Netanyahu: Iran can make atomic bomb
Israeli PM comments on IAEA report that Tehran halted its nuclear expansion
Israeli Prime Minister Benjamin Netanyahu said on Thursday that Iran has the capacity of producing an atomic bomb; therefore, it does not need to expand its nuclear program further.
The International Atomic Energy Agency (IAEA) had said that Iran has not expanded its nuclear facilities in the last three months, noting that only four new uranium enrichment centrifuges were operating at Natanz reactor and no additional machines at the Fordo plant.
“I am not impressed with reports that we hear that Iran has not expanded its nuclear facilities and the reason for that is they don't need to. They've got enough facilities, enough centrifuges to develop and to complete the fissile material which is at the core of an atomic bomb,” Netanyahu said.
The IAEA said Iran has not installed any IR-2M centrifuges, which experts say could speed up the production of weapons-grade enriched uranium.
The IR-40 reactor at Arak is a particular concern for Western powers because it is built for the processing of plutonium, an alternative to uranium for a nuclear weapon.
“They haven't introduced uranium to any new centrifuges in the last three months. They have more or less frozen construction of the IR-40, major components are still missing,” a senior diplomat familiar with the IAEA's activities in Iran told AFP.
“There is absolutely no technical reason for this (freeze),” the diplomat said. “This is clearly a choice,” he added.
The quarterly IAEA document was the first that included developments only since Rowhani took office on Aug. 3, prompting a diplomatic opening during which Iran and six major powers have made progress towards a possible nuclear deal.
Still below Israeli ‘red line’
The report also showed that Iran's stockpile of higher-grade enriched uranium had risen by about 5 percent to 196 kg (431 pounds) since August, largely due to a temporary halt in converting the material into reactor fuel.

But the amount of uranium gas enriched to a fissile concentration of 20 percent still remained below the roughly 250 kg (550 pounds) needed for a bomb if processed further - an amount that Israel has indicated is a “red line” that could trigger military action, Reuters reported.
Iran's higher-grade enrichment is controversial as it is a relatively short technical step to ramp it up to the 90 percent required for making a nuclear warhead. Iran says it needs the material to fuel a medical research reactor.
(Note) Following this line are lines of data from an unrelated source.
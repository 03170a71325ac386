use gdal::{Dataset, errors::GdalError as GdalCrateError};
use ndarray::{Array2, Array3, Axis};
use std::path::{Path, PathBuf};
use thiserror::Error;
use tracing::debug;

use crate::error::{Error, Result};
use crate::io::RasterSource;
use crate::types::{RasterStack, normalize_geotransform};

/// Errors encountered when using the GDAL reader or writer
#[derive(Debug, Error)]
pub enum GdalError {
    #[error("GDAL error: {0}")]
    Gdal(#[from] GdalCrateError),
    #[error("Unsupported format: {0}")]
    UnsupportedFormat(String),
    #[error("Dimension mismatch: expected {0}x{1}, got {2} values")]
    DimensionMismatch(usize, usize, usize),
}

/// Shape and georeferencing of a GDAL dataset
#[derive(Debug, Clone)]
pub struct GdalMetadata {
    /// Width (pixels) of the raster
    pub size_x: usize,
    /// Height (lines) of the raster
    pub size_y: usize,
    /// Number of raster bands
    pub bands: usize,
    /// Affine geotransform, `None` when absent or identity
    pub geotransform: Option<[f64; 6]>,
    /// Projection in WKT format, `None` when empty
    pub projection: Option<String>,
}

/// Reader for GDAL-supported rasters (GeoTIFF and friends).
/// The dataset handle is closed when the reader is dropped.
pub struct GdalRasterReader {
    pub dataset: Dataset,
    pub metadata: GdalMetadata,
}

impl GdalRasterReader {
    pub fn open<P: AsRef<Path>>(path: P) -> std::result::Result<Self, GdalError> {
        let dataset = Dataset::open(path.as_ref())?;
        let (size_x, size_y) = dataset.raster_size();
        let bands = dataset.raster_count() as usize;
        if bands == 0 {
            return Err(GdalError::UnsupportedFormat("No raster bands found".into()));
        }
        let geotransform = dataset.geo_transform().ok().and_then(normalize_geotransform);
        let projection = Some(dataset.projection()).filter(|p| !p.is_empty());
        Ok(GdalRasterReader {
            dataset,
            metadata: GdalMetadata {
                size_x: size_x as usize,
                size_y: size_y as usize,
                bands,
                geotransform,
                projection,
            },
        })
    }

    /// Read a single band (1-based index) as an f32 ndarray of shape (height, width)
    pub fn read_band(&self, index: usize) -> std::result::Result<Array2<f32>, GdalError> {
        if index == 0 || index > self.metadata.bands {
            return Err(GdalError::UnsupportedFormat(format!(
                "Band index {} out of range",
                index
            )));
        }
        let band = self.dataset.rasterband(index)?;
        let window = (self.metadata.size_x, self.metadata.size_y);
        let buf = band.read_as::<f32>((0, 0), window, window, None)?;
        let data_vec = buf.data().to_vec();
        let len = data_vec.len();
        Array2::from_shape_vec((self.metadata.size_y, self.metadata.size_x), data_vec).map_err(
            |_| GdalError::DimensionMismatch(self.metadata.size_x, self.metadata.size_y, len),
        )
    }

    /// Read every band into one (bands, rows, cols) stack
    pub fn read_stack(&self) -> std::result::Result<RasterStack, GdalError> {
        let meta = &self.metadata;
        let mut data = Array3::<f32>::zeros((meta.bands, meta.size_y, meta.size_x));
        for (i, mut slot) in data.axis_iter_mut(Axis(0)).enumerate() {
            slot.assign(&self.read_band(i + 1)?);
        }
        debug!(
            "Read {} band(s) of {}x{}, geotransform {:?}",
            meta.bands, meta.size_x, meta.size_y, meta.geotransform
        );
        Ok(RasterStack::new(data, meta.geotransform).with_projection(meta.projection.clone()))
    }
}

/// `RasterSource` that opens each path with GDAL
#[derive(Debug, Default, Clone, Copy)]
pub struct GdalSource;

impl RasterSource for GdalSource {
    fn read(&self, path: &Path) -> Result<RasterStack> {
        let wrap = |source| Error::SourceRead {
            path: PathBuf::from(path),
            source,
        };
        GdalRasterReader::open(path).and_then(|r| r.read_stack()).map_err(wrap)
    }
}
Tehran denies Western and Israeli accusations that it is seeking nuclear weapons capability, saying it is enriching uranium only for peaceful energy. But its refusal so far to curb its nuclear program, or open it up to unfettered IAEA inspections, has drawn tough sanctions that have severely damaged the OPEC giant's oil-dependent economy.
Negotiations between Iran and six powers - the United States, Britain, France, Germany, Russia and China - are scheduled to resume next week.
The powers want Iran to halt its most sensitive nuclear work and take other measures in exchange for limited sanctions relief as part of a confidence-building deal that would buy time for talks on a more far-reaching settlement.